Networks pervade many disciplines of science as a way of analyzing complex systems with interacting components. The problem of network modeling is often two-fold. First, the relationships between pairs of nodes, if not directly observed, have to be estimated from data. Based on the estimated (or given) network topology, various statistical and computational tools can then be applied to extract interesting patterns such as the presence of communities. In this thesis we explore studies related to both parts of the problem.
We first discuss two studies in the context of gene regulatory networks, where the goal is to infer gene interactions using expression data. With the advent of high-throughput technologies making large-scale gene expression data readily available, developing appropriate computational tools to infer gene interactions has been a major challenge in systems biology. The two studies differ in their considerations of how genes behave across the given samples. The first method applies to the case of large heterogenous samples, where the patterns of gene association may change or only exist in a subset of all the samples. We propose two new gene coexpression statistics based on counting local patterns of gene expression ranks to take into account the potentially diverse nature of gene interactions. In particular, one of our statistics is designed for time-course data with local dependence structures, such as time series coupled over a subregion of the time domain. We provide asymptotic analysis of their distributions and power, and evaluate their performance against a wide range of existing coexpression measures on simulated and real data. Our new statistics are fast to compute, robust against outliers, and show comparable if not better general performance.

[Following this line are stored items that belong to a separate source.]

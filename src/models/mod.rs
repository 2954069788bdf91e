pub mod habits;

pub use habits::{HabitProfile, InputConstraints, ProcessedFoods};
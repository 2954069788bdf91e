pub mod scoring;

use crate::models::{HabitProfile, InputConstraints};

/// Initial lever positions for a fresh page
#[tauri::command]
pub fn get_habit_defaults() -> HabitProfile {
  HabitProfile::default()
}

/// Widget ranges and option labels the frontend builds its controls from
#[tauri::command]
pub fn get_input_constraints() -> InputConstraints {
  InputConstraints::current()
}

#[cfg(test)]
mod tests {
  use super::*;
  use crate::models::ProcessedFoods;

  #[test]
  fn test_defaults_are_valid_and_scoreable() {
    let defaults = get_habit_defaults();
    assert!(defaults.validate().is_ok());
    assert_eq!(defaults.processed_foods, ProcessedFoods::SomeDays);
  }

  #[test]
  fn test_constraints_describe_every_widget() {
    let constraints = get_input_constraints();
    assert_eq!(constraints.exercise_days.min, 0.0);
    assert_eq!(constraints.exercise_days.max, 7.0);
    assert_eq!(constraints.sleep_hours.min, 4.0);
    assert_eq!(constraints.sleep_hours.max, 9.5);
    assert_eq!(constraints.processed_food_options.len(), 3);
  }
}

In comparison, the second study goes beyond pairwise gene relationships to higher level group interactions, but requiring similar gene behaviors across all the samples. We introduce a new method for estimating group interactions using sparse canonical correlation analysis (SCCA) coupled with repeated random partition and subsampling of the gene expression dataset. By considering different subsets of genes and ways of grouping them, our interaction measure can be viewed as an aggregated estimate of partial correlations of different orders. Our approach is unique in evaluating conditional dependencies when the correct dependent sets are unknown or only partially known. As a result, a gene network can be constructed using the interaction measures as edge weights and gene functional groups can be inferred as tightly connected communities from the network. Comparisons with several popular approaches using simulated and real data show our procedure improves both the statistical significance and biological interpretability of the results. In addition to achieving considerably lower false positive rates, our procedure shows better performance in detecting important biological pathways.

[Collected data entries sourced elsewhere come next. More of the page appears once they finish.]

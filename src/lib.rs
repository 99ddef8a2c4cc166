pub mod config;
pub mod form;
pub mod host;
pub mod models;
pub mod popup;
pub mod settings;
pub mod timestamps;
pub mod transport;
pub mod workflow;
mod utils;

#[cfg(test)]
mod test_support;

use tracing_subscriber::{layer::SubscriberExt, util::SubscriberInitExt, EnvFilter};

pub use config::{BackendConfig, ConfigError, PopupConfig};
pub use form::{Banner, BannerKind, Field, FormController, FormState, Region};
pub use host::{ActiveTab, BrowserHost, StaticPage};
pub use models::{Event, EventDraft};
pub use popup::Popup;
pub use settings::{InMemorySettings, JsonSettingsFile, PopupSettings, SettingsBackend};
pub use timestamps::{TimestampCodec, WireFormat, WireTimestamp};
pub use transport::{TransportAdapter, TransportError};
pub use workflow::{ExtractionState, Workflow, WorkflowError};

/// Installs a fmt subscriber filtered by `RUST_LOG`, defaulting to
/// `event_clipper=info`. Safe to call more than once.
pub fn init_tracing() {
    let _ = tracing_subscriber::registry()
        .with(
            EnvFilter::try_from_default_env()
                .unwrap_or_else(|_| EnvFilter::new(format!("{}=info", env!("CARGO_CRATE_NAME")))),
        )
        .with(tracing_subscriber::fmt::layer())
        .try_init();
}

Moving onto general networks, we then discuss model selection for the stochastic block model (SBM), which is a popular tool for community detection. We consider an approach based on the log likelihood ratio statistic and analyze its asymptotic properties under model misspecification. We show the limiting distribution of the statistic in the case of underfitting is normal and obtain its convergence rate in the case of overfitting. These conclusions remain valid in the regime where the average degree grows at a polylog rate. The results enable us to derive the correct order of the penalty term for model complexity and arrive at a likelihood-based model selection criterion that is asymptotically consistent. In practice, the likelihood function can be estimated by more computationally efficient variational methods, allowing the criterion to be applied to moderately large networks.